In regards to transsexual children, unconditional love and acceptance are fundamental. It’s also important to treat changes and transformations as natural. We can’t demand our children to do something they don’t want to do or take on roles they don’t fit into. During this time, we must look for information and adapt our mind and language to these changes. It’s important to understand that transsexual children are unique.
For example, the 2/2016 law in Madrid states, among other things, that all children have the right to live their own identity. With their parents’ approval, they can change their name. However, they can’t change their gender until they’re adults. They have the right to use that name in school and everywhere else. They also have the right to treatments, such as hormonal blockers, to avoid certain physical changes.

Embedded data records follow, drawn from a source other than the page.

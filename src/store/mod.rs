//! Row-Locked Store Operations
//!
//! The storage contract the engine relies on, expressed as free functions
//! over a `PgConnection` borrowed from the engine's transaction. Every
//! mutation path locks the owning row (`SELECT ... FOR UPDATE`) before the
//! value it will base its write on is read; executions are append-only and
//! take no read lock.

use rust_decimal::Decimal;
use sqlx::PgConnection;

use crate::models::{Account, Execution, Order, OrderStatus, Position, Side};

/// Read an account under a row-exclusive lock.
pub async fn lock_account(
    conn: &mut PgConnection,
    account_id: &str,
) -> Result<Option<Account>, sqlx::Error> {
    sqlx::query_as::<_, Account>(
        "SELECT account_id, balance FROM accounts WHERE account_id = $1 FOR UPDATE",
    )
    .bind(account_id)
    .fetch_optional(&mut *conn)
    .await
}

/// Point read of an account without a lock, for the query paths.
pub async fn get_account(
    conn: &mut PgConnection,
    account_id: &str,
) -> Result<Option<Account>, sqlx::Error> {
    sqlx::query_as::<_, Account>("SELECT account_id, balance FROM accounts WHERE account_id = $1")
        .bind(account_id)
        .fetch_optional(&mut *conn)
        .await
}

pub async fn insert_account(
    conn: &mut PgConnection,
    account_id: &str,
    balance: Decimal,
) -> Result<(), sqlx::Error> {
    sqlx::query("INSERT INTO accounts (account_id, balance) VALUES ($1, $2)")
        .bind(account_id)
        .bind(balance)
        .execute(&mut *conn)
        .await?;
    Ok(())
}

/// Apply a signed delta to an account balance. The UPDATE itself takes the
/// row lock; callers that first inspect the balance must hold the lock from
/// `lock_account`. The caller is responsible for 2-decimal rounding.
pub async fn adjust_balance(
    conn: &mut PgConnection,
    account_id: &str,
    delta: Decimal,
) -> Result<(), sqlx::Error> {
    sqlx::query("UPDATE accounts SET balance = balance + $1 WHERE account_id = $2")
        .bind(delta)
        .bind(account_id)
        .execute(&mut *conn)
        .await?;
    Ok(())
}

/// Read a position under a row-exclusive lock.
pub async fn lock_position(
    conn: &mut PgConnection,
    account_id: &str,
    symbol: &str,
) -> Result<Option<Position>, sqlx::Error> {
    sqlx::query_as::<_, Position>(
        "SELECT account_id, symbol, quantity FROM positions \
         WHERE account_id = $1 AND symbol = $2 FOR UPDATE",
    )
    .bind(account_id)
    .bind(symbol)
    .fetch_optional(&mut *conn)
    .await
}

pub async fn get_position(
    conn: &mut PgConnection,
    account_id: &str,
    symbol: &str,
) -> Result<Option<Position>, sqlx::Error> {
    sqlx::query_as::<_, Position>(
        "SELECT account_id, symbol, quantity FROM positions WHERE account_id = $1 AND symbol = $2",
    )
    .bind(account_id)
    .bind(symbol)
    .fetch_optional(&mut *conn)
    .await
}

/// Credit shares to a position, creating the row when absent.
pub async fn credit_position(
    conn: &mut PgConnection,
    account_id: &str,
    symbol: &str,
    shares: Decimal,
) -> Result<(), sqlx::Error> {
    sqlx::query(
        "INSERT INTO positions (account_id, symbol, quantity) VALUES ($1, $2, $3) \
         ON CONFLICT (account_id, symbol) \
         DO UPDATE SET quantity = positions.quantity + EXCLUDED.quantity",
    )
    .bind(account_id)
    .bind(symbol)
    .bind(shares)
    .execute(&mut *conn)
    .await?;
    Ok(())
}

/// Remove shares from an existing position. Returns the number of rows
/// touched so callers can detect a vanished row.
pub async fn debit_position(
    conn: &mut PgConnection,
    account_id: &str,
    symbol: &str,
    shares: Decimal,
) -> Result<u64, sqlx::Error> {
    let result = sqlx::query(
        "UPDATE positions SET quantity = quantity - $1 WHERE account_id = $2 AND symbol = $3",
    )
    .bind(shares)
    .bind(account_id)
    .bind(symbol)
    .execute(&mut *conn)
    .await?;
    Ok(result.rows_affected())
}

/// Insert a new order and return the server-assigned monotonic id.
pub async fn insert_order(
    conn: &mut PgConnection,
    account_id: &str,
    symbol: &str,
    amount: Decimal,
    limit_price: Decimal,
    creation_time: i64,
) -> Result<i64, sqlx::Error> {
    sqlx::query_scalar::<_, i64>(
        "INSERT INTO orders (account_id, symbol, amount, limit_price, status, creation_time) \
         VALUES ($1, $2, $3, $4, $5, $6) RETURNING order_id",
    )
    .bind(account_id)
    .bind(symbol)
    .bind(amount)
    .bind(limit_price)
    .bind(OrderStatus::Open)
    .bind(creation_time)
    .fetch_one(&mut *conn)
    .await
}

pub async fn get_order(
    conn: &mut PgConnection,
    order_id: i64,
) -> Result<Option<Order>, sqlx::Error> {
    sqlx::query_as::<_, Order>(
        "SELECT order_id, account_id, symbol, amount, limit_price, status, creation_time \
         FROM orders WHERE order_id = $1",
    )
    .bind(order_id)
    .fetch_optional(&mut *conn)
    .await
}

/// Read an order under a row-exclusive lock, for cancellation.
pub async fn lock_order(
    conn: &mut PgConnection,
    order_id: i64,
) -> Result<Option<Order>, sqlx::Error> {
    sqlx::query_as::<_, Order>(
        "SELECT order_id, account_id, symbol, amount, limit_price, status, creation_time \
         FROM orders WHERE order_id = $1 FOR UPDATE",
    )
    .bind(order_id)
    .fetch_optional(&mut *conn)
    .await
}

pub async fn set_order_status(
    conn: &mut PgConnection,
    order_id: i64,
    status: OrderStatus,
) -> Result<(), sqlx::Error> {
    sqlx::query("UPDATE orders SET status = $1 WHERE order_id = $2")
        .bind(status)
        .bind(order_id)
        .execute(&mut *conn)
        .await?;
    Ok(())
}

/// Lock and return the best resting order opposite `incoming_side` for a
/// symbol: best price first (descending limit for resting buys, ascending
/// for resting sells), then earliest creation_time, then lowest order id.
/// This is the globally defined priority order; locking counterparties in
/// this order across all concurrent placements keeps lock acquisition
/// deadlock-free.
pub async fn best_counter_order(
    conn: &mut PgConnection,
    symbol: &str,
    incoming_side: Side,
) -> Result<Option<Order>, sqlx::Error> {
    let sql = match incoming_side.opposite() {
        Side::Buy => {
            "SELECT order_id, account_id, symbol, amount, limit_price, status, creation_time \
             FROM orders WHERE symbol = $1 AND status = $2 AND amount > 0 \
             ORDER BY limit_price DESC, creation_time ASC, order_id ASC \
             LIMIT 1 FOR UPDATE"
        }
        Side::Sell => {
            "SELECT order_id, account_id, symbol, amount, limit_price, status, creation_time \
             FROM orders WHERE symbol = $1 AND status = $2 AND amount < 0 \
             ORDER BY limit_price ASC, creation_time ASC, order_id ASC \
             LIMIT 1 FOR UPDATE"
        }
    };
    sqlx::query_as::<_, Order>(sql)
        .bind(symbol)
        .bind(OrderStatus::Open)
        .fetch_optional(&mut *conn)
        .await
}

pub async fn insert_execution(
    conn: &mut PgConnection,
    order_id: i64,
    shares: Decimal,
    price: Decimal,
    exec_time: i64,
) -> Result<(), sqlx::Error> {
    sqlx::query("INSERT INTO executions (order_id, shares, price, exec_time) VALUES ($1, $2, $3, $4)")
        .bind(order_id)
        .bind(shares)
        .bind(price)
        .bind(exec_time)
        .execute(&mut *conn)
        .await?;
    Ok(())
}

/// Total shares filled against an order so far.
pub async fn filled_shares(conn: &mut PgConnection, order_id: i64) -> Result<Decimal, sqlx::Error> {
    sqlx::query_scalar::<_, Decimal>(
        "SELECT COALESCE(SUM(shares), 0) FROM executions WHERE order_id = $1",
    )
    .bind(order_id)
    .fetch_one(&mut *conn)
    .await
}

/// All executions for an order, oldest first. Same-second ties resolve by
/// insertion order.
pub async fn executions_for_order(
    conn: &mut PgConnection,
    order_id: i64,
) -> Result<Vec<Execution>, sqlx::Error> {
    sqlx::query_as::<_, Execution>(
        "SELECT shares, price, exec_time FROM executions \
         WHERE order_id = $1 ORDER BY exec_time ASC, exec_id ASC",
    )
    .bind(order_id)
    .fetch_all(&mut *conn)
    .await
}
//! Wire Documents
//!
//! Parsing of `<create>` / `<transactions>` request documents and rendering
//! of the single `<results>` response document. This layer is a thin
//! translation: it keeps every child in document order, carries malformed
//! values through as raw strings for the router to reject individually, and
//! knows nothing about the engine.

use quick_xml::events::{BytesEnd, BytesStart, BytesText, Event};
use quick_xml::name::QName;
use quick_xml::{Reader, Writer};
use rust_decimal::Decimal;

use crate::models::{fmt_money, fmt_shares, Execution, OrderStatus};

#[derive(Debug, thiserror::Error)]
pub enum ProtocolError {
    #[error("malformed document: {0}")]
    Xml(#[from] quick_xml::Error),

    #[error("malformed attribute: {0}")]
    Attr(#[from] quick_xml::events::attributes::AttrError),

    #[error("unknown root element <{0}>")]
    UnknownRoot(String),

    #[error("unexpected end of document")]
    Truncated,

    #[error("response write failed: {0}")]
    Io(#[from] std::io::Error),
}

// ============================================================================
// Requests
// ============================================================================

/// A parsed request frame. Attribute and text values stay raw strings so a
/// malformed number fails exactly one child, not the whole batch.
#[derive(Debug, Clone, PartialEq, Eq)]
pub enum Request {
    Create(Vec<CreateItem>),
    Transactions {
        account_id: String,
        items: Vec<TxItem>,
    },
}

#[derive(Debug, Clone, PartialEq, Eq)]
pub enum CreateItem {
    Account { id: String, balance: String },
    Symbol { sym: String, account_id: String, shares: String },
    Unknown { tag: String },
}

#[derive(Debug, Clone, PartialEq, Eq)]
pub enum TxItem {
    Order { sym: String, amount: String, limit: String },
    Cancel { id: String },
    Query { id: String },
    Unknown { tag: String },
}

/// Parse one request document.
pub fn parse_request(input: &str) -> Result<Request, ProtocolError> {
    let mut reader = Reader::from_str(input);
    loop {
        match reader.read_event()? {
            Event::Start(e) => {
                let tag = tag_name(&e);
                return match tag.as_str() {
                    "create" => parse_create(&mut reader),
                    "transactions" => {
                        let account_id = attr_value(&e, "id")?.unwrap_or_default();
                        parse_transactions(&mut reader, account_id)
                    }
                    _ => Err(ProtocolError::UnknownRoot(tag)),
                };
            }
            Event::Empty(e) => {
                let tag = tag_name(&e);
                return match tag.as_str() {
                    "create" => Ok(Request::Create(Vec::new())),
                    "transactions" => Ok(Request::Transactions {
                        account_id: attr_value(&e, "id")?.unwrap_or_default(),
                        items: Vec::new(),
                    }),
                    _ => Err(ProtocolError::UnknownRoot(tag)),
                };
            }
            Event::Text(t) => {
                if !t.unescape()?.trim().is_empty() {
                    return Err(ProtocolError::UnknownRoot("#text".to_string()));
                }
            }
            Event::Eof => return Err(ProtocolError::Truncated),
            _ => {}
        }
    }
}

fn parse_create(reader: &mut Reader<&[u8]>) -> Result<Request, ProtocolError> {
    let mut items = Vec::new();
    loop {
        match reader.read_event()? {
            Event::Empty(e) => match tag_name(&e).as_str() {
                "account" => items.push(account_item(&e)?),
                "symbol" => {} // a symbol with no children credits nothing
                tag => items.push(CreateItem::Unknown { tag: tag.to_string() }),
            },
            Event::Start(e) => match tag_name(&e).as_str() {
                "account" => {
                    items.push(account_item(&e)?);
                    skip_subtree(reader, &e)?;
                }
                "symbol" => {
                    let sym = attr_value(&e, "sym")?.unwrap_or_default();
                    parse_symbol_children(reader, sym, &mut items)?;
                }
                tag => {
                    items.push(CreateItem::Unknown { tag: tag.to_string() });
                    skip_subtree(reader, &e)?;
                }
            },
            Event::End(_) => return Ok(Request::Create(items)),
            Event::Eof => return Err(ProtocolError::Truncated),
            _ => {}
        }
    }
}

fn account_item(e: &BytesStart) -> Result<CreateItem, ProtocolError> {
    Ok(CreateItem::Account {
        id: attr_value(e, "id")?.unwrap_or_default(),
        balance: attr_value(e, "balance")?.unwrap_or_default(),
    })
}

/// Flatten `<symbol sym><account id>QTY</account>...</symbol>` into one item
/// per listed account, preserving order.
fn parse_symbol_children(
    reader: &mut Reader<&[u8]>,
    sym: String,
    items: &mut Vec<CreateItem>,
) -> Result<(), ProtocolError> {
    loop {
        match reader.read_event()? {
            Event::Start(e) => {
                if tag_name(&e) == "account" {
                    let account_id = attr_value(&e, "id")?.unwrap_or_default();
                    let shares = read_element_text(reader)?;
                    items.push(CreateItem::Symbol {
                        sym: sym.clone(),
                        account_id,
                        shares,
                    });
                } else {
                    skip_subtree(reader, &e)?;
                }
            }
            Event::Empty(e) => {
                if tag_name(&e) == "account" {
                    items.push(CreateItem::Symbol {
                        sym: sym.clone(),
                        account_id: attr_value(&e, "id")?.unwrap_or_default(),
                        shares: String::new(),
                    });
                }
            }
            Event::End(_) => return Ok(()),
            Event::Eof => return Err(ProtocolError::Truncated),
            _ => {}
        }
    }
}

fn parse_transactions(
    reader: &mut Reader<&[u8]>,
    account_id: String,
) -> Result<Request, ProtocolError> {
    let mut items = Vec::new();
    loop {
        let event = reader.read_event()?;
        match event {
            Event::Empty(ref e) | Event::Start(ref e) => {
                let item = match tag_name(e).as_str() {
                    "order" => TxItem::Order {
                        sym: attr_value(e, "sym")?.unwrap_or_default(),
                        amount: attr_value(e, "amount")?.unwrap_or_default(),
                        limit: attr_value(e, "limit")?.unwrap_or_default(),
                    },
                    "cancel" => TxItem::Cancel {
                        id: attr_value(e, "id")?.unwrap_or_default(),
                    },
                    "query" => TxItem::Query {
                        id: attr_value(e, "id")?.unwrap_or_default(),
                    },
                    tag => TxItem::Unknown { tag: tag.to_string() },
                };
                if let Event::Start(ref e) = event {
                    skip_subtree(reader, e)?;
                }
                items.push(item);
            }
            Event::End(_) => return Ok(Request::Transactions { account_id, items }),
            Event::Eof => return Err(ProtocolError::Truncated),
            _ => {}
        }
    }
}

fn tag_name(e: &BytesStart) -> String {
    String::from_utf8_lossy(e.name().as_ref()).into_owned()
}

fn attr_value(e: &BytesStart, name: &str) -> Result<Option<String>, ProtocolError> {
    for attr in e.attributes() {
        let attr = attr?;
        if attr.key.as_ref() == name.as_bytes() {
            return Ok(Some(attr.unescape_value()?.into_owned()));
        }
    }
    Ok(None)
}

/// Consume everything up to the matching end tag of `e`.
fn skip_subtree(reader: &mut Reader<&[u8]>, e: &BytesStart) -> Result<(), ProtocolError> {
    let name = e.name().as_ref().to_vec();
    reader.read_to_end(QName(&name))?;
    Ok(())
}

/// Collect the trimmed text content of the current element.
fn read_element_text(reader: &mut Reader<&[u8]>) -> Result<String, ProtocolError> {
    let mut text = String::new();
    loop {
        match reader.read_event()? {
            Event::Text(t) => text.push_str(t.unescape()?.trim()),
            Event::Start(e) => skip_subtree(reader, &e)?,
            Event::End(_) => return Ok(text),
            Event::Eof => return Err(ProtocolError::Truncated),
            _ => {}
        }
    }
}

// ============================================================================
// Responses
// ============================================================================

/// One child of the `<results>` response, in the order the request children
/// arrived.
#[derive(Debug, Clone)]
pub enum ResponseItem {
    AccountCreated {
        id: String,
    },
    PositionCreated {
        sym: String,
        id: String,
    },
    Opened {
        sym: String,
        amount: Decimal,
        limit: Decimal,
        id: i64,
    },
    Canceled {
        id: i64,
        executions: Vec<Execution>,
        /// Unfilled remainder and the time it was released, when any.
        leftover: Option<(Decimal, i64)>,
    },
    Status {
        id: i64,
        status: OrderStatus,
        open_shares: Decimal,
        /// Render time for the canceled-remainder child; the store keeps no
        /// cancellation timestamp.
        query_time: i64,
        executions: Vec<Execution>,
    },
    /// Any per-child failure, echoing the identifying attributes of the
    /// request child verbatim.
    Error {
        attrs: Vec<(String, String)>,
        message: String,
    },
}

/// Render the aggregate response document for one request frame.
pub fn render_results(items: &[ResponseItem]) -> Result<String, ProtocolError> {
    let mut writer = Writer::new(Vec::new());
    writer.write_event(Event::Start(BytesStart::new("results")))?;
    for item in items {
        write_item(&mut writer, item)?;
    }
    writer.write_event(Event::End(BytesEnd::new("results")))?;
    Ok(String::from_utf8_lossy(&writer.into_inner()).into_owned())
}

/// Connection-scope failure: a single `<error>` inside `<results>`.
pub fn render_fatal(message: &str) -> String {
    render_results(&[ResponseItem::Error {
        attrs: Vec::new(),
        message: message.to_string(),
    }])
    .unwrap_or_else(|_| "<results><error>internal error</error></results>".to_string())
}

fn write_item(writer: &mut Writer<Vec<u8>>, item: &ResponseItem) -> Result<(), ProtocolError> {
    match item {
        ResponseItem::AccountCreated { id } => {
            let mut el = BytesStart::new("created");
            el.push_attribute(("id", id.as_str()));
            writer.write_event(Event::Empty(el))?;
        }
        ResponseItem::PositionCreated { sym, id } => {
            let mut el = BytesStart::new("created");
            el.push_attribute(("sym", sym.as_str()));
            el.push_attribute(("id", id.as_str()));
            writer.write_event(Event::Empty(el))?;
        }
        ResponseItem::Opened { sym, amount, limit, id } => {
            let mut el = BytesStart::new("opened");
            el.push_attribute(("sym", sym.as_str()));
            el.push_attribute(("amount", fmt_shares(*amount).as_str()));
            el.push_attribute(("limit", fmt_money(*limit).as_str()));
            el.push_attribute(("id", id.to_string().as_str()));
            writer.write_event(Event::Empty(el))?;
        }
        ResponseItem::Canceled { id, executions, leftover } => {
            let mut el = BytesStart::new("canceled");
            el.push_attribute(("id", id.to_string().as_str()));
            writer.write_event(Event::Start(el))?;
            for exec in executions {
                write_execution(writer, exec)?;
            }
            if let Some((shares, time)) = leftover {
                let mut part = BytesStart::new("canceled");
                part.push_attribute(("shares", fmt_shares(*shares).as_str()));
                part.push_attribute(("time", time.to_string().as_str()));
                writer.write_event(Event::Empty(part))?;
            }
            writer.write_event(Event::End(BytesEnd::new("canceled")))?;
        }
        ResponseItem::Status { id, status, open_shares, query_time, executions } => {
            let mut el = BytesStart::new("status");
            el.push_attribute(("id", id.to_string().as_str()));
            writer.write_event(Event::Start(el))?;
            if *open_shares > Decimal::ZERO {
                match status {
                    OrderStatus::Open => {
                        let mut open = BytesStart::new("open");
                        open.push_attribute(("shares", fmt_shares(*open_shares).as_str()));
                        writer.write_event(Event::Empty(open))?;
                    }
                    OrderStatus::Canceled => {
                        let mut canceled = BytesStart::new("canceled");
                        canceled.push_attribute(("shares", fmt_shares(*open_shares).as_str()));
                        canceled.push_attribute(("time", query_time.to_string().as_str()));
                        writer.write_event(Event::Empty(canceled))?;
                    }
                    OrderStatus::Executed => {}
                }
            }
            for exec in executions {
                write_execution(writer, exec)?;
            }
            writer.write_event(Event::End(BytesEnd::new("status")))?;
        }
        ResponseItem::Error { attrs, message } => {
            let mut el = BytesStart::new("error");
            for (key, value) in attrs {
                el.push_attribute((key.as_str(), value.as_str()));
            }
            writer.write_event(Event::Start(el))?;
            writer.write_event(Event::Text(BytesText::new(message)))?;
            writer.write_event(Event::End(BytesEnd::new("error")))?;
        }
    }
    Ok(())
}

fn write_execution(writer: &mut Writer<Vec<u8>>, exec: &Execution) -> Result<(), ProtocolError> {
    let mut el = BytesStart::new("executed");
    el.push_attribute(("shares", fmt_shares(exec.shares).as_str()));
    el.push_attribute(("price", fmt_money(exec.price).as_str()));
    el.push_attribute(("time", exec.exec_time.to_string().as_str()));
    writer.write_event(Event::Empty(el))?;
    Ok(())
}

The transsexual child will have difficulty dealing with language, culture, and society. When it comes to language, it’ll become necessary to incorporate more gender-neutral and inclusive terms. Let’s start to think of language as an expression that can change the way we think little by little. We owe it to all the Juans and Marias out there.
“The test of courage comes when we are in the minority. The test of tolerance comes when we are in the majority.”